Acta Cir. Bras. v.22 n.2 São Paulo mar./abr. 2007

http://dx.doi.org/10.1590/S0102-86502007000200003 

ORIGINAL ARTICLE

 

Bone tissue microscopic findings related to the use of diode laser (830hm) in ovine mandible submitted to distraction osteogenesis1

 

Achados microscópicos no tecido ósseo relacionados à utilização do laser diodo (830hm) em mandíbulas de ovelhas submetidas à distração osteogênica

 

 

Arlei CerqueiraI; Roger Lanes SilveiraII; Marília Gerhardt de OliveiraIII; Manoel Sant'ana FilhoIV, Cláiton HeitzIV

ISurgeon-in-Chief, Department of Oral and Maxillofacial Surgery and Traumatology (OMFST), Roberto Santos Hospital. Salvador, Bahia, Brazil
IIFellow PhD degree, Department of OMFST, Faculty of Dentistry of Porto Alegre, PUCRS, Porto Alegre, Brazil
IIIAssistant Professor, Department of OMFST, Faculty of Dentistry of Porto Alegre, PUCRS. Porto Alegre, Brazil
IVPhD, Associate Professor, Department of OMFST, Faculty of Dentistry of Porto Alegre, PUCRS. Porto Alegre, Brazil

Correspondence

 

 


ABSTRACT

PURPOSE: To analyze the microscopic characteristics of the effect of Gallium-Aluminum Arsenid diode laser (GaAlAs - 830hm) applied during the activation and consolidation period to ovine mandibles submitted to distraction osteogenesis.
METHODS: Eighteen sheep underwent surgery in order to have bone distractors implanted in the left side of the jaw area. They were divided into three groups: 1 – Control; 2 – Laser irradiation during the activation period; 3 – Laser irradiation during the fixation period. The irradiation was carried out in five sessions, on every other day, with 4,0J/cm2 doses applied to four pre-established areas, totaling 16J per session. After four days of latency under post-operative care, ten days of distractor activation (at 1mm/day) and twenty-one days of fixation the animals were sacrificed and the devices removed for microscopic analysis.
RESULTS: The groups that received laser irradiation (GaAlAs) presented a greater amount of mineralized bone trabeculae when compared to the Control Group. Despite that, cartilaginous tissues were also found in Group 2.
CONCLUSION: The laser has been more favorable when used in the consolidation period, after bone elongation.

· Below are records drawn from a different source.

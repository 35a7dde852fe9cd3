//! Builds the nested plan tree served by `/sink/<plan_id>`.
//!
//! Loading issues one query per level and no per-child queries. Assembly
//! groups each level by parent key once, so every row is visited a constant
//! number of times.

use std::collections::{BTreeSet, HashMap};

use sqlx::{Pool, Sqlite};
use tracing::{info, instrument};

use crate::db::{get, get_exercises_for_sets, get_muscles_for_exercises, list_by, list_in};
use crate::error::AppError;
use crate::models::{
    ExerciseTree, Muscle, Plan, PlanTree, Set, SetTree, SinkExerciseRow, SinkMuscleRow, Workout,
    WorkoutTree,
};

#[instrument(skip(pool))]
pub async fn load_plan_tree(pool: &Pool<Sqlite>, plan_id: &str) -> Result<PlanTree, AppError> {
    let plan = get::<Plan>(pool, plan_id).await?;

    let workouts = list_by::<Workout>(pool, "plan_id", plan_id).await?;
    let workout_ids: Vec<String> = workouts.iter().map(|w| w.workout_id.clone()).collect();

    let sets = list_in::<Set>(pool, "workout_id", &workout_ids).await?;
    let set_ids: Vec<String> = sets.iter().map(|s| s.set_id.clone()).collect();

    let exercises = get_exercises_for_sets(pool, &set_ids).await?;
    let exercise_ids: Vec<String> = exercises
        .iter()
        .map(|e| e.exercise_id.clone())
        .collect::<BTreeSet<_>>()
        .into_iter()
        .collect();

    let muscles = get_muscles_for_exercises(pool, &exercise_ids).await?;

    info!(
        workouts = workouts.len(),
        sets = sets.len(),
        exercises = exercises.len(),
        muscles = muscles.len(),
        "Assembling plan tree"
    );

    Ok(assemble_plan_tree(plan, workouts, sets, exercises, muscles))
}

/// Nests the flat rows under `plan`. Workouts keep their given order; sets
/// and exercises are stably sorted by their order value; muscles keep
/// their given order. Rows whose parent is not present are dropped.
pub fn assemble_plan_tree(
    plan: Plan,
    workouts: Vec<Workout>,
    sets: Vec<Set>,
    exercises: Vec<SinkExerciseRow>,
    muscles: Vec<SinkMuscleRow>,
) -> PlanTree {
    let mut muscles_by_exercise: HashMap<String, Vec<Muscle>> = HashMap::new();
    for row in muscles {
        muscles_by_exercise
            .entry(row.exercise_id.clone())
            .or_default()
            .push(Muscle::from(row));
    }

    let mut exercises_by_set: HashMap<String, Vec<SinkExerciseRow>> = HashMap::new();
    for row in exercises {
        exercises_by_set
            .entry(row.set_id.clone())
            .or_default()
            .push(row);
    }

    let mut sets_by_workout: HashMap<String, Vec<Set>> = HashMap::new();
    for set in sets {
        sets_by_workout
            .entry(set.workout_id.clone())
            .or_default()
            .push(set);
    }

    let workouts = workouts
        .into_iter()
        .map(|workout| {
            let mut sets = sets_by_workout
                .remove(&workout.workout_id)
                .unwrap_or_default();
            sets.sort_by_key(|set| set.order);

            WorkoutTree {
                workout_id: workout.workout_id,
                name: workout.name,
                sets: sets
                    .into_iter()
                    .map(|set| {
                        let mut rows = exercises_by_set.remove(&set.set_id).unwrap_or_default();
                        rows.sort_by_key(|row| row.sort_order);

                        SetTree {
                            set_id: set.set_id,
                            name: set.name,
                            exercises: rows
                                .into_iter()
                                .map(|row| ExerciseTree {
                                    muscles: muscles_by_exercise
                                        .get(&row.exercise_id)
                                        .cloned()
                                        .unwrap_or_default(),
                                    exercise_id: row.exercise_id,
                                    name: row.name,
                                    description: row.description,
                                    image_url: row.image_url,
                                })
                                .collect(),
                        }
                    })
                    .collect(),
            }
        })
        .collect();

    PlanTree {
        plan_id: plan.plan_id,
        name: plan.name,
        workouts,
    }
}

Key words: Lasers. Bone lengthening. Wound healing. Sheep.


RESUMO

OBJETIVO: Avaliar as características microscópicas do efeito do laser diodo de Arsenieto de Gálio-Alumínio (AsGaAl - 830hm), aplicado no período de ativação e consolidação de mandíbulas de ovelhas submetidas a distração osteogênica.
MÉTODOS: Dezoito ovinos foram submetidos a procedimento cirúrgico para colocação de distrator ósseo em região de mandíbula do lado esquerdo, sendo divididos em três grupos: 1 – Controle; 2 – Irradiação de laser no período de ativação; 3 – Irradiação de laser no período de contenção. As irradiações foram feitas em cinco seções em dias alternados, com doses de 4,0J/cm2 em quatro pontos pré-determinados, somando 16J por seção. Após quatro dias de latência no pós-operatório, 10 dias de ativação do distrator (1 mm/dia) e 21 dias de contenção os animais foram mortos e as peças removidas para análise microscópica.
RESULTADOS: Os resultados foram que os grupos irradiados com laser (AsGaAl) apresentaram maior disposição de trabéculas ósseas mineralizadas em relação ao grupo controle, contudo, no Grupo 2 foi observada a presença de tecido cartilaginoso.
CONCLUSÃO: O laser atuou de forma mais favorável quando utilizado no período de consolidação, após o alongamento ósseo.

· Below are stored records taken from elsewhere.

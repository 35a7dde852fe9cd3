use rocket::State;
use rocket::http::Status;
use rocket::response::status::{Accepted, Created};
use rocket::serde::json::Json;
use serde::Deserialize;
use sqlx::{Pool, Sqlite};
use validator::Validate;

use super::{require_reference, require_target};
use crate::auth::ApiKey;
use crate::db::{delete, get, insert, list, new_identifier, replace};
use crate::error::AppError;
use crate::models::{Muscle, MuscleCategory};
use crate::validation::{JsonBody, JsonValidateExt, require_identifier, validate_identifier};

#[derive(Debug, Deserialize, Validate)]
#[serde(rename_all = "camelCase")]
pub struct MuscleRequest {
    #[serde(default)]
    #[validate(custom(function = "validate_identifier"))]
    pub muscle_category_id: String,
    #[serde(default)]
    #[validate(length(min = 1, message = "name is required"))]
    pub name: String,
}

#[get("/muscle")]
pub async fn get_muscles(db: &State<Pool<Sqlite>>) -> Result<Json<Vec<Muscle>>, AppError> {
    Ok(Json(list::<Muscle>(db).await?))
}

#[get("/muscle/<id>")]
pub async fn get_muscle(id: &str, db: &State<Pool<Sqlite>>) -> Result<Json<Muscle>, AppError> {
    require_identifier("id", id)?;
    Ok(Json(get::<Muscle>(db, id).await?))
}

#[post("/muscle", data = "<muscle>")]
pub async fn create_muscle(
    _key: ApiKey,
    muscle: JsonBody<'_, MuscleRequest>,
    db: &State<Pool<Sqlite>>,
) -> Result<Created<Json<Muscle>>, AppError> {
    let request = muscle.validated()?;
    require_reference::<MuscleCategory>(db, "muscleCategoryId", &request.muscle_category_id)
        .await?;

    let muscle = Muscle {
        muscle_id: new_identifier(),
        muscle_category_id: request.muscle_category_id,
        name: request.name,
    };
    insert(db, &muscle).await?;

    Ok(Created::new(format!("/muscle/{}", muscle.muscle_id)).body(Json(muscle)))
}

#[put("/muscle/<id>", data = "<muscle>")]
pub async fn update_muscle(
    _key: ApiKey,
    id: &str,
    muscle: JsonBody<'_, MuscleRequest>,
    db: &State<Pool<Sqlite>>,
) -> Result<Accepted<Json<Muscle>>, AppError> {
    let request = muscle.validated()?;
    require_identifier("id", id)?;
    require_target::<Muscle>(db, id).await?;
    require_reference::<MuscleCategory>(db, "muscleCategoryId", &request.muscle_category_id)
        .await?;

    let muscle = Muscle {
        muscle_id: id.to_string(),
        muscle_category_id: request.muscle_category_id,
        name: request.name,
    };
    replace(db, &muscle).await?;

    Ok(Accepted(Json(muscle)))
}

#[delete("/muscle/<id>")]
pub async fn delete_muscle(
    _key: ApiKey,
    id: &str,
    db: &State<Pool<Sqlite>>,
) -> Result<Status, AppError> {
    require_identifier("id", id)?;
    delete::<Muscle>(db, id).await?;

    Ok(Status::Ok)
}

Descritores: Lasers. Alongamento ósseo. Cicatrização de feridas. Ovinos.


 

 

Introduction

The first references to distraction osteogenesis date from 1905, by Codvilla, in which he carried out the elongation technique in a patient whose legs were discrepant. However, the results were not satisfactory due to the high incidence of complications. From 1973 on, Snyder et al.13 applied the bone elongation technique to the craniofacial bones, granting class I occlusion to dogs which had been previously affected by class II occlusion (retrognatism), proving thus the effectiveness of such procedure by means of clinical and radiographic evaluations after the consolidation. In 1989, Ilizarov6 starts a series of studies of major importance within the scope of distraction osteogenesis, demonstrating that among the success factors that influence the final results are both the firm fixation of the bone after elongation and the greater osteogenic potential when blood and cellular aids are preserved. Whether the treatment could take shorter time, or the possible rate of daily elongation the tissues can bear have been some of the topics approached by recent studies, all aiming at the final results. Microscopic evaluation studies of distractor elongated rabbit mandibles have demonstrated a daily growth of 3mm, with activation twice a day, allowing thus the formation of a greater fiber union when compared to the daily growth of 1mm, with activation twice a day as well15. The increase in the elongation rate in ovine mandibles, considering daily activations of 1mm, 2mm, 3mm and 4mm, has shown, microscopically, the absence of cartilaginous tissue in the bone. Despite that, the histological, mechanical results were the best in the 1mm group1.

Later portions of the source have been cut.